Stored items
- Opening Delimiter -
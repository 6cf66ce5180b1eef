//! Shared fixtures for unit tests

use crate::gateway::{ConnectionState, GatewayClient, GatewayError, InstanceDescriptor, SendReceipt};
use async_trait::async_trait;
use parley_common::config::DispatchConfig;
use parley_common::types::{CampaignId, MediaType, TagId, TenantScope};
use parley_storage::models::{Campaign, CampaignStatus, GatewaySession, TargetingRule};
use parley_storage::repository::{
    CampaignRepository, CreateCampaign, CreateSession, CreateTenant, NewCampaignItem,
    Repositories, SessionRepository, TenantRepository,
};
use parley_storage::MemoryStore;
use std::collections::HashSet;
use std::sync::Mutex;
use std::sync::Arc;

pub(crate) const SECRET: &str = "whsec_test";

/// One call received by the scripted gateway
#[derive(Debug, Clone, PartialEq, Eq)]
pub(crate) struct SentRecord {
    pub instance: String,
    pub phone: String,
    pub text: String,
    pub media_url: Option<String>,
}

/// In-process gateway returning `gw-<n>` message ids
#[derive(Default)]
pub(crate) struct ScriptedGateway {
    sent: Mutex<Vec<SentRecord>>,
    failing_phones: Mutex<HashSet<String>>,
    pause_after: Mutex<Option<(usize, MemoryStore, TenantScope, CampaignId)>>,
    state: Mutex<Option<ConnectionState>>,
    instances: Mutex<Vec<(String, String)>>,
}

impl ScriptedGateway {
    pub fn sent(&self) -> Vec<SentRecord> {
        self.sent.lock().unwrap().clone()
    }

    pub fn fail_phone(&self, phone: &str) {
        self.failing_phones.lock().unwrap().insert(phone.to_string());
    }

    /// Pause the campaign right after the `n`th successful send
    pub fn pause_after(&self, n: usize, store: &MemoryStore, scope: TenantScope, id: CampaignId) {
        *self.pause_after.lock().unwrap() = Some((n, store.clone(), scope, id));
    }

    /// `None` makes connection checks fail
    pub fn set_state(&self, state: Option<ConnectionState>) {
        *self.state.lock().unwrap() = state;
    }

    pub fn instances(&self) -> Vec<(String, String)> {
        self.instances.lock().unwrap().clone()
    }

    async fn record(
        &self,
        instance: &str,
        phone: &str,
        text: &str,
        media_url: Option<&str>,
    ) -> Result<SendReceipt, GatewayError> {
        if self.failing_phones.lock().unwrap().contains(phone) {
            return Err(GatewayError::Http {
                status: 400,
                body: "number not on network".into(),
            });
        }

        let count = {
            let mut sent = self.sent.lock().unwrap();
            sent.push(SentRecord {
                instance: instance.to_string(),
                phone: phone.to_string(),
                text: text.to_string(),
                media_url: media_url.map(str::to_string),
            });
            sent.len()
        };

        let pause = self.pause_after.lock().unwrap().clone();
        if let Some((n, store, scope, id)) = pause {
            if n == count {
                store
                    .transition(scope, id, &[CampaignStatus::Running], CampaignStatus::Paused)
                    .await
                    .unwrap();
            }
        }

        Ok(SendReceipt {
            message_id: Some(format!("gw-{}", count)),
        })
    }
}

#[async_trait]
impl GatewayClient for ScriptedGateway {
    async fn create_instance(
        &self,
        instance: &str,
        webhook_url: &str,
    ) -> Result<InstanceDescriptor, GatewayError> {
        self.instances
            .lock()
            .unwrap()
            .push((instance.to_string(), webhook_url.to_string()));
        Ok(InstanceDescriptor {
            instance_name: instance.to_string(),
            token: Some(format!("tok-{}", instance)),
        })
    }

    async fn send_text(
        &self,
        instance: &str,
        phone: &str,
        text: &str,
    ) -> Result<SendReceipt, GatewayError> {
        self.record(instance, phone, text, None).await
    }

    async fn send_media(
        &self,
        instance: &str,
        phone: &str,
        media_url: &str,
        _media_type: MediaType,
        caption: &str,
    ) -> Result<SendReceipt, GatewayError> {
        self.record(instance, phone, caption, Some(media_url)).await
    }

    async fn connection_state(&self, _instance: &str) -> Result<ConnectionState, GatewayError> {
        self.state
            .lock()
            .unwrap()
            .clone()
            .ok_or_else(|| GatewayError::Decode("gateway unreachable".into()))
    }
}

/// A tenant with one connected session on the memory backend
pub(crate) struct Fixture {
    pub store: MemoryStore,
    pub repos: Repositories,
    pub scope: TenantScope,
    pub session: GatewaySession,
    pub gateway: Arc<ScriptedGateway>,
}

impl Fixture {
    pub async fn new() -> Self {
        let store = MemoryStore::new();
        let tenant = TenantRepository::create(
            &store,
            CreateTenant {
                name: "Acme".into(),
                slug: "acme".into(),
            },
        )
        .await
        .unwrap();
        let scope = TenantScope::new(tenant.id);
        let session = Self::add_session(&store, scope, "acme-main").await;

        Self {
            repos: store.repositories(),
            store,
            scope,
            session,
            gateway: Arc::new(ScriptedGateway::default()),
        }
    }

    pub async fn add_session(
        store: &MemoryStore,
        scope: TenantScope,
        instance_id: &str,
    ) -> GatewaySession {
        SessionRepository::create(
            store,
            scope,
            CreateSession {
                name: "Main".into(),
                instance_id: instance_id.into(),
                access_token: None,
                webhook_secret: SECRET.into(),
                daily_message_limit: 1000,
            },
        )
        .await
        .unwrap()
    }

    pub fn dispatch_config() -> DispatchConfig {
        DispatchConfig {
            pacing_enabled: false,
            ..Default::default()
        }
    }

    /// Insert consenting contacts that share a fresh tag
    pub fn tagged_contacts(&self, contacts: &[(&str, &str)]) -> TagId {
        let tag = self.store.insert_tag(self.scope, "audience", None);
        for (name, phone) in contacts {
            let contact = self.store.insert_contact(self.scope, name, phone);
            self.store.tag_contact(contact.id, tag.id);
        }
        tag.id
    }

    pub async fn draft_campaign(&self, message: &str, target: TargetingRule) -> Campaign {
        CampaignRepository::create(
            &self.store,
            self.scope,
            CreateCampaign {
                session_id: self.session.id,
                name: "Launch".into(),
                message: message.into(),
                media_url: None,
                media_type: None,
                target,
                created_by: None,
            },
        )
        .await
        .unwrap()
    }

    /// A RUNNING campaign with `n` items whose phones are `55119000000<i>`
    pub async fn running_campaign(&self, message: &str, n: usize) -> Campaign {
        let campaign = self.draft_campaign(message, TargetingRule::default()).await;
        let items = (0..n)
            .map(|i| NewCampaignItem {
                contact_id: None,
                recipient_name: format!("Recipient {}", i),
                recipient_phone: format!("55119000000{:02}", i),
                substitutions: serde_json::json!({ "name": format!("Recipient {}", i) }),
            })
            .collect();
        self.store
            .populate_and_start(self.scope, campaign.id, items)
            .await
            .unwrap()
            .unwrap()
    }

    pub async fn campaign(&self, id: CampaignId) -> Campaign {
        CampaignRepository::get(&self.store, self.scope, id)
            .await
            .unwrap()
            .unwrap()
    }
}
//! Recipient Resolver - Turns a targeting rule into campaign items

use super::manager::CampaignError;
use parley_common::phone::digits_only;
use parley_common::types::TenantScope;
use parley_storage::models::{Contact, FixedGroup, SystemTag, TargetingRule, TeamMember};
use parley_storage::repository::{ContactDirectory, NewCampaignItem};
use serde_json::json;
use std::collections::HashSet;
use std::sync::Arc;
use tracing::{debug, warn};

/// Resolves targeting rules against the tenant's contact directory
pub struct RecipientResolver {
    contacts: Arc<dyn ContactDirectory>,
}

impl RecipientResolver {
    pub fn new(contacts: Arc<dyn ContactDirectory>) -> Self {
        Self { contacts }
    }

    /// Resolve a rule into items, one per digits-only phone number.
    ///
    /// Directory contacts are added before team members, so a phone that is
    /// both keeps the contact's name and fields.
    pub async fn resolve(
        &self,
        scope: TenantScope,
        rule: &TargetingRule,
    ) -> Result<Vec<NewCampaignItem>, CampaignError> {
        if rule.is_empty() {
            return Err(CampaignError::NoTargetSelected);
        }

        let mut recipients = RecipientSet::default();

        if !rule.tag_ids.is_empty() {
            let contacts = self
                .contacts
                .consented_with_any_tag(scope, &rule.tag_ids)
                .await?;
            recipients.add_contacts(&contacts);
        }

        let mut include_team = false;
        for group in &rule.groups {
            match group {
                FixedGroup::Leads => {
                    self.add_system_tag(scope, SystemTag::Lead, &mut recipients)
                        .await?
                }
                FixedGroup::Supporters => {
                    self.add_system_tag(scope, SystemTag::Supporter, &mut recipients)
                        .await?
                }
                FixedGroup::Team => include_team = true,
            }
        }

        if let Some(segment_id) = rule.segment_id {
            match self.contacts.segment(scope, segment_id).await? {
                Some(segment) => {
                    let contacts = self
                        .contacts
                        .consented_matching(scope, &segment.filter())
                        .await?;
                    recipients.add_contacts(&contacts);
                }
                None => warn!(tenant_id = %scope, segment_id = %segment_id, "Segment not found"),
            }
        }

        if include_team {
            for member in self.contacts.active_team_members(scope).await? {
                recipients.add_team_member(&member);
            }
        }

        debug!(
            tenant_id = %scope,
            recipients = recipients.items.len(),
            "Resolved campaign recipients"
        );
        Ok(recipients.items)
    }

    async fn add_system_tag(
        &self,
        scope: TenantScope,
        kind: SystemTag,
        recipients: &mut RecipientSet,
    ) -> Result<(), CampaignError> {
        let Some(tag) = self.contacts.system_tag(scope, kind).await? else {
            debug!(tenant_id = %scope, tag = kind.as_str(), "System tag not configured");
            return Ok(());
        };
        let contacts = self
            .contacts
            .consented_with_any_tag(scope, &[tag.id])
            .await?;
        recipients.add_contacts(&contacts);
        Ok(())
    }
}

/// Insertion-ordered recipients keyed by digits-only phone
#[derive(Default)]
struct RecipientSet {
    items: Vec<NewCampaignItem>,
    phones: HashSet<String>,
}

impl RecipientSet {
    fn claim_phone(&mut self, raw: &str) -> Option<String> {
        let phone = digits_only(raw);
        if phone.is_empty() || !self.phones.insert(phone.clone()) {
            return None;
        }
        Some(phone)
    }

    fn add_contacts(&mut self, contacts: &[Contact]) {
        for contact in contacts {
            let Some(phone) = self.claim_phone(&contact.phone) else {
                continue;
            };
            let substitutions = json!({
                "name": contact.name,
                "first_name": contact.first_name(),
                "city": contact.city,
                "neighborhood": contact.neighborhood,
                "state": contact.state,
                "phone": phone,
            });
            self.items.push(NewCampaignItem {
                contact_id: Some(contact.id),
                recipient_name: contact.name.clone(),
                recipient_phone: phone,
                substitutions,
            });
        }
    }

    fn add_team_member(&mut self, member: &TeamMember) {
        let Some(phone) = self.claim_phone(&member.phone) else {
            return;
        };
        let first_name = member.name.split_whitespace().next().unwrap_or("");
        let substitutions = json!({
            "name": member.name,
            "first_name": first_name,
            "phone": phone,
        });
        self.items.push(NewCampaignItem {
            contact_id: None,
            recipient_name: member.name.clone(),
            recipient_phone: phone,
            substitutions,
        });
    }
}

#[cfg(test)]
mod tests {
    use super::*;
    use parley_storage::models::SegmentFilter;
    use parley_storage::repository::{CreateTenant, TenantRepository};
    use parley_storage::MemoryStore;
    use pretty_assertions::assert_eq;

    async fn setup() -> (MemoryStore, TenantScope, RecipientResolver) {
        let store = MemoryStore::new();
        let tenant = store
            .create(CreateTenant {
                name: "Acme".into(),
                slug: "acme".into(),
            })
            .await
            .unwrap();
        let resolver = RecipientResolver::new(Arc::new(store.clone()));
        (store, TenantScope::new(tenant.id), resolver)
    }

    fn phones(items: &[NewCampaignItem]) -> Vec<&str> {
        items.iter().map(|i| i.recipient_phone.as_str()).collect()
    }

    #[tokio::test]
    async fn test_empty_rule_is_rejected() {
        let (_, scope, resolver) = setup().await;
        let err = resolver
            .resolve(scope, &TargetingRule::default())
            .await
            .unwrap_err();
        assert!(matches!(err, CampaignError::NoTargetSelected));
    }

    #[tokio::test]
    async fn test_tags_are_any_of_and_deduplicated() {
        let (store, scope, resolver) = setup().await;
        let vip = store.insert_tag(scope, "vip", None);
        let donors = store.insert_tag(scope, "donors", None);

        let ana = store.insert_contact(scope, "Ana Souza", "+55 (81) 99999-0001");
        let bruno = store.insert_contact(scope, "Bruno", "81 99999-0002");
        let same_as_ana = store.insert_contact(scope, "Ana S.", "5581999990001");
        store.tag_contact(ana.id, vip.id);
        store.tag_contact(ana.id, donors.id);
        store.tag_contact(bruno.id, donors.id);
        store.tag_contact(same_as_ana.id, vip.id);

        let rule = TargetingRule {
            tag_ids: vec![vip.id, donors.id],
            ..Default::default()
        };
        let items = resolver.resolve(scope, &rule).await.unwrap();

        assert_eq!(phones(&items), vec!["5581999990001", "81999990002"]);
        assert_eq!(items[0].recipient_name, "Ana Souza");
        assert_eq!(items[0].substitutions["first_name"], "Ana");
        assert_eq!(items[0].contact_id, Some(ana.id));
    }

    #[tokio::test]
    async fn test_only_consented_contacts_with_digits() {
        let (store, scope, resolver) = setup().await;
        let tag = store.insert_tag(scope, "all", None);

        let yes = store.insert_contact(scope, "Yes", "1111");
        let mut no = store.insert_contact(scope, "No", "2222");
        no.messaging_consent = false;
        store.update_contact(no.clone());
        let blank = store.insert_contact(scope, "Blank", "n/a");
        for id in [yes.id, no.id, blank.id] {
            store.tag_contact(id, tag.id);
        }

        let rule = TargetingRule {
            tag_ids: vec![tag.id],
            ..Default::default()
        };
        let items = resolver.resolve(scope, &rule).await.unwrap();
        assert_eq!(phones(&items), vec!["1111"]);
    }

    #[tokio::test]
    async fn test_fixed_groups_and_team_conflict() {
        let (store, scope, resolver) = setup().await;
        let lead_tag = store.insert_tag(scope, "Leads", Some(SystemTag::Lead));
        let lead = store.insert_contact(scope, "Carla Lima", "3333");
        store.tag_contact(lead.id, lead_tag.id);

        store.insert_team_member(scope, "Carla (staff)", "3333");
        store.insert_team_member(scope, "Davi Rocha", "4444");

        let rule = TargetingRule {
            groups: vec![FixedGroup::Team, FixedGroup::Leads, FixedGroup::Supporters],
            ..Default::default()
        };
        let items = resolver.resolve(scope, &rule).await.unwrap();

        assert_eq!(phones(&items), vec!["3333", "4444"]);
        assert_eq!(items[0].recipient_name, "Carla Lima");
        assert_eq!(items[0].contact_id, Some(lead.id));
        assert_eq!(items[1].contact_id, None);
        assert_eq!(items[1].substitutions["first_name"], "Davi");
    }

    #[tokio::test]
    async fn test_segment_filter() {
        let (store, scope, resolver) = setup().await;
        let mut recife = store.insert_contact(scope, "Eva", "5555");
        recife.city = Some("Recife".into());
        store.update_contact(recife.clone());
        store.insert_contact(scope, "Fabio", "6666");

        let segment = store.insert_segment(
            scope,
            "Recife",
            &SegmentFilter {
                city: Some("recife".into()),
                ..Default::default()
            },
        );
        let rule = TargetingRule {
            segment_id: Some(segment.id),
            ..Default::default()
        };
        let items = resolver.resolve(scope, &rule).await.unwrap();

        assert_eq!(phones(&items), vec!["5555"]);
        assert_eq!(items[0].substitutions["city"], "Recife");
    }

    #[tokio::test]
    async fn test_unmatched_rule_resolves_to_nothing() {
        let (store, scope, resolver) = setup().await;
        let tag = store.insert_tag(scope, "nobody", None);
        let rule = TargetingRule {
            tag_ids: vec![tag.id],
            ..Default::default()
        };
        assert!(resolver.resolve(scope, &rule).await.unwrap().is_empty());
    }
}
- Closing Delimiter -
▶ What you will do
Quote, with nothing altered, all lines from the start of the entries to the line that carries "the scripted gateway", inclusive.

▶ Solution to the problem
repository 6cf66ce5180b1eef
//! Shared fixtures for unit tests

use crate::gateway::{ConnectionState, GatewayClient, GatewayError, InstanceDescriptor, SendReceipt};
use async_trait::async_trait;
use parley_common::config::DispatchConfig;
use parley_common::types::{CampaignId, MediaType, TagId, TenantScope};
use parley_storage::models::{Campaign, CampaignStatus, GatewaySession, TargetingRule};
use parley_storage::repository::{
    CampaignRepository, CreateCampaign, CreateSession, CreateTenant, NewCampaignItem,
    Repositories, SessionRepository, TenantRepository,
};
use parley_storage::MemoryStore;
use std::collections::HashSet;
use std::sync::Mutex;
use std::sync::Arc;

pub(crate) const SECRET: &str = "whsec_test";

/// One call received by the scripted gateway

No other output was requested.